I just want to stop this angry regal skeleton from laughing at me. I can’t be thinking about how things are spelled with that going on. go laugh at a dentist, weirdo.


i haven’t felt this intimidated since a mythical fire-spewing dinosaur quizzed me on nations that resemble footwear while i was plainly not dressed to ponder what gaijin barbarian nations are shaped like or that africa is actually a continent or even officially a separate land mass.

I presume zhang liao is addressing the skeleton. Alluding to the grinding of bones to make bread in 200ad 1500 years before the Jack-and-the-Beanstalk giant is just another example of how advanced chinese technology was compared to europe. unfortunately zhang liao was consequently also not aware that when bones actually were ground to make bread to avert starvation, nobody who ate it survived due the lack of nutritive content in bones and the difficulty of digesting them. Hopefully Mr. Zhang will add some raisins or at least fresh cartilage to the mix. It is rich in protein.

liu feng ought to be aware that even new bones will have the same problem, though they are effective plant fertilizer.

with that in mind i now know that “fertilizer factory” isn’t just a euphemism for laxative.

i was trying to avoid saying “bowel movement” but yes for that.
also this was addressed to somebody who has a legitimate psychological disorder that has also manifested as an eating disorder who obviously did not sign up for it. predatory capitalism is glorious.



April 16, 2026
in the name of jupiter i call upon the forces of love and justice to banish this mop head


shining farce: the lunacy of reprobate intervention
i mostly made and personalized this in 2015 for someone that i don’t think cared so i de-personalized it except for the parts that would seem functionally surreal if not removed
but then over thinking it was too sparse i crammed it full of details that are somehow both vague AND distracting. and that is what i have this week.
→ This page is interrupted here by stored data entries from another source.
//! CLI argument definitions using clap with subcommand architecture
//!
//! `sync` is the main workflow. `extract` and `inspect` run one side of the
//! pipeline offline, which helps when a sync reports something unexpected.

use clap::{Args, Parser, Subcommand, ValueEnum};
use std::path::PathBuf;

use crate::error::{Result, SyncError};

/// Keep the Swift protocol enums in step with the MeshCore Python library
#[derive(Parser, Debug)]
#[command(name = "meshcore-sync")]
#[command(about = "Sync MeshCore Python enums into ProtocolFrame.swift")]
#[command(version)]
#[command(propagate_version = true)]
pub struct Cli {
    /// Subcommand to execute
    #[command(subcommand)]
    pub command: Commands,

    /// Output format (applies to all commands)
    #[arg(short, long, default_value = "text", value_enum, global = true)]
    pub format: OutputFormat,

    /// Show verbose output
    #[arg(short, long, global = true)]
    pub verbose: bool,

    /// Configuration file (defaults to the user config dir)
    #[arg(long, value_name = "FILE", global = true, env = "MESHCORE_SYNC_CONFIG")]
    pub config: Option<PathBuf>,
}

// ============================================
// Main Commands Enum
// ============================================

/// Available subcommands
#[derive(Subcommand, Debug)]
pub enum Commands {
    /// Download the upstream release and sync the Swift enums
    Sync(SyncArgs),

    /// Extract enum definitions from a local Python source tree
    Extract(ExtractArgs),

    /// Show the enum blocks parsed from a Swift file
    Inspect(InspectArgs),
}

// ============================================
// Sync Subcommand
// ============================================

/// Arguments for the sync command
#[derive(Args, Debug)]
pub struct SyncArgs {
    /// Path to ProtocolFrame.swift
    #[arg(
        long,
        value_name = "FILE",
        default_value = "PocketMeshKit/Protocol/ProtocolFrame.swift"
    )]
    pub protocol_frame: PathBuf,

    /// Preview changes without applying (the default without --apply)
    #[arg(long)]
    pub dry_run: bool,

    /// Apply changes (disables dry-run mode)
    #[arg(long)]
    pub apply: bool,

    /// Skip interactive approval prompts (requires --apply)
    #[arg(long)]
    pub auto_approve: bool,

    /// Compare against a specific release tag instead of the latest
    #[arg(long, value_name = "TAG")]
    pub baseline: Option<String>,

    /// Directory for downloads (a fresh temp dir otherwise)
    #[arg(long, value_name = "DIR")]
    pub temp_dir: Option<PathBuf>,

    /// Skip backup creation (requires --apply)
    #[arg(long)]
    pub force: bool,

    /// Additions above this count need explicit confirmation
    #[arg(long, value_name = "N")]
    pub max_additions: Option<usize>,

    /// Use an already extracted source tree instead of downloading
    #[arg(long, value_name = "DIR")]
    pub source_dir: Option<PathBuf>,

    /// Version recorded for --source-dir (inferred from the directory name otherwise)
    #[arg(long, value_name = "VERSION", requires = "source_dir")]
    pub source_version: Option<String>,

    /// Write without running swiftc
    #[arg(long)]
    pub skip_validation: bool,
}

impl SyncArgs {
    /// Whether the run may write to the target file
    pub fn is_dry_run(&self) -> bool {
        self.dry_run || !self.apply
    }

    /// Reject flag combinations that could never take effect
    pub fn validate(&self) -> Result<()> {
        if self.dry_run && self.apply {
            return Err(SyncError::InvalidArguments {
                message: "--dry-run and --apply cannot be used together".to_string(),
            });
        }
        if self.auto_approve && !self.apply {
            return Err(SyncError::InvalidArguments {
                message: "--auto-approve requires --apply (otherwise no changes would be made)"
                    .to_string(),
            });
        }
        if self.force && !self.apply {
            return Err(SyncError::InvalidArguments {
                message: "--force requires --apply (skipping backups only makes sense when applying changes)"
                    .to_string(),
            });
        }
        Ok(())
    }
}

// ============================================
// Extract Subcommand
// ============================================

/// Arguments for the extract command
#[derive(Args, Debug)]
pub struct ExtractArgs {
    /// Root of the Python source tree
    #[arg(value_name = "DIR")]
    pub dir: PathBuf,

    /// Keep every accepted enum, not only the retained ones
    #[arg(long)]
    pub all: bool,
}

// ============================================
// Inspect Subcommand
// ============================================

/// Arguments for the inspect command
#[derive(Args, Debug)]
pub struct InspectArgs {
    /// Swift declaration file
    #[arg(value_name = "FILE")]
    pub file: PathBuf,
}

/// Output format options
#[derive(Clone, Copy, Debug, Default, PartialEq, ValueEnum)]
pub enum OutputFormat {
    /// Human-readable text
    #[default]
    #[value(alias = "pretty")]
    Text,
    /// JSON for machine parsing
    Json,
}

impl Cli {
    /// Parse CLI arguments from command line
    pub fn parse_args() -> Self {
        Self::parse()
    }
}
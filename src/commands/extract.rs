//! Extract command handler

use serde::Serialize;

use crate::classify::{Classifier, RouteDecision};
use crate::cli::{ExtractArgs, OutputFormat};
use crate::commands::CommandContext;
use crate::error::Result;
use crate::extractor::SourceExtractor;
use crate::schema::EnumDefinition;

#[derive(Serialize)]
struct ExtractedEnum<'a> {
    #[serde(flatten)]
    definition: &'a EnumDefinition,
    route: RouteDecision,
}

/// Run the extract command
pub fn run_extract(args: &ExtractArgs, ctx: &CommandContext) -> Result<String> {
    let mut config = ctx.config.extraction.clone();
    if args.all {
        config.retained_enums.clear();
    }

    let mut extractor = SourceExtractor::new(&config)?;
    let catalog = extractor.extract_all(&args.dir)?;
    let classifier = Classifier::new(ctx.config.target.push_boundary);
    let grouped = classifier.classify(&catalog);

    let enums: Vec<ExtractedEnum> = catalog
        .iter()
        .map(|definition| ExtractedEnum {
            definition,
            route: classifier.route(definition),
        })
        .collect();

    if ctx.format == OutputFormat::Json {
        let stats = extractor.stats();
        return super::to_json(&serde_json::json!({
            "_type": "extract",
            "root": args.dir.display().to_string(),
            "files_scanned": stats.files_scanned,
            "files_skipped": stats.files_skipped,
            "enums": enums,
            "routed_cases": grouped.total(),
            "dropped_duplicates": grouped.dropped_duplicates,
        }));
    }

    let mut out = String::new();
    out.push_str("═══════════════════════════════════════════\n");
    out.push_str(&format!("  EXTRACTED ENUMS: {}\n", args.dir.display()));
    out.push_str("═══════════════════════════════════════════\n\n");

    if enums.is_empty() {
        out.push_str("No enum definitions found.\n");
        return Ok(out);
    }

    for entry in &enums {
        let def = entry.definition;
        let groups: Vec<String> = entry.route.groups.iter().map(|g| g.to_string()).collect();
        out.push_str(&format!(
            "{} ({} cases) in {}\n",
            def.name,
            def.cases.len(),
            def.source_file.display()
        ));
        out.push_str(&format!(
            "  rule: {} -> {}\n",
            entry.route.rule,
            if groups.is_empty() {
                "(none)".to_string()
            } else {
                groups.join(", ")
            }
        ));
        if ctx.verbose {
            for case in &def.cases {
                out.push_str(&format!(
                    "    {} = {}  ({}:{})\n",
                    case.original_name,
                    case.value,
                    case.file_name(),
                    case.location.line
                ));
            }
        }
    }

    let stats = extractor.stats();
    out.push('\n');
    out.push_str(&format!("files_scanned: {}\n", stats.files_scanned));
    out.push_str(&format!("files_skipped: {}\n", stats.files_skipped));
    out.push_str(&format!("routed_cases: {}\n", grouped.total()));
    if grouped.dropped_duplicates > 0 {
        out.push_str(&format!("dropped_duplicates: {}\n", grouped.dropped_duplicates));
    }
    Ok(out)
}
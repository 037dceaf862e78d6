//! Tests for the `extract` CLI command

use crate::common::{assert_contains, assert_json_type, assert_valid_json, SyncFixture, PACKETS_PY};

const EVENTS_PY: &str = r#"from enum import Enum


class EventType(Enum):
    CONTACTS = "contacts"
    SELF_INFO = "self_info"


class BinaryReqType(Enum):
    STATUS = 0x01
    TELEMETRY = 0x03
"#;

#[test]
fn test_extract_lists_retained_enum() {
    let fixture = SyncFixture::new();
    fixture
        .add_source("src/meshcore/packets.py", PACKETS_PY)
        .add_source("src/meshcore/events.py", EVENTS_PY);

    let output = fixture.run_cli_success(&["extract", "meshcore_py-2.1.0"]);

    assert_contains(&output, "PacketType (5 cases)");
    assert_contains(&output, "rule: packet-name -> ResponseCode, PushCode");
    assert!(!output.contains("BinaryReqType"));
    assert!(!output.contains("EventType"));
}

#[test]
fn test_extract_json_with_routes() {
    let fixture = SyncFixture::new();
    fixture.add_source("src/meshcore/packets.py", PACKETS_PY);

    let output = fixture.run_cli_success(&["extract", "meshcore_py-2.1.0", "-f", "json"]);
    let json = assert_valid_json(&output, "extract");
    assert_json_type(&json, "extract");

    let enums = json["enums"].as_array().expect("enums array");
    assert_eq!(enums.len(), 1);
    assert_eq!(enums[0]["name"], "PacketType");
    assert_eq!(enums[0]["route"]["rule"], "packet-name");
    assert_eq!(enums[0]["cases"][3]["name"], "advertisement");
    assert_eq!(enums[0]["cases"][3]["value"], 0x80);
    assert_eq!(json["files_scanned"], 1);
}

#[test]
fn test_extract_all_keeps_other_integer_enums() {
    let fixture = SyncFixture::new();
    fixture
        .add_source("src/meshcore/packets.py", PACKETS_PY)
        .add_source(
            "src/meshcore/status.py",
            "from enum import IntEnum\n\nclass StatusCode(IntEnum):\n    IDLE = 0\n    BUSY = 0x90\n",
        );

    let output = fixture.run_cli_success(&["extract", "meshcore_py-2.1.0", "--all"]);
    assert_contains(&output, "PacketType");
    assert_contains(&output, "StatusCode (2 cases)");
    assert_contains(&output, "rule: value-range -> ResponseCode, PushCode");
}

#[test]
fn test_extract_missing_directory_fails() {
    let fixture = SyncFixture::new();
    let (_, stderr) = fixture.run_cli_failure(&["extract", "does-not-exist"]);
    assert_contains(&stderr, "does-not-exist");
}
now that i have put it somewhere where it counts as essentially finalized, i cannot make sense of how the laser eye could shoot out the ground beneath someone without also shooting whoever fell following that happening with a blast of the same power level that was strong enough to destroy something strong enough to have supported whoever fell.



April 9, 2026
they work fast on heartburn and taste awesome


does anybody sincerely consider wheat thins “awesome?” the factory process through which the ingredients are formed into innumerable little squares and dumped into packages in set amounts, packages which are then sealed and boxed and distributed to markets around the world IS impressive but it is fairly standard in 2026. wheat thins are no more or less awesome than oreos or dinty moore beef stew or anything else with a TM on it.methods which can break down or effectively repurpose the mass amounts of plastic waste from the packaging would be more awesome and have less sodium. i wrote another “awesome” branding related gripe in 2014 and acknowledged i was by then outside the target demographic. What am i outside of now? it occurs to me that wheat thins are not a snack that kids generally request. maybe kids don’t even say “awesome” anymore. maybe awesome is following me as i age and applying itself to gradually more elderly-related things. maybe prostate examinations, sneezing so hard that you hurt yourself and tennis balls instead of wheels will be “awesome” by 2030. erectile dysfunction pills of course have been already for some time, ESPECIALLY if you start a garage band to perform songs about how you need those pills. can anything be AS awesome?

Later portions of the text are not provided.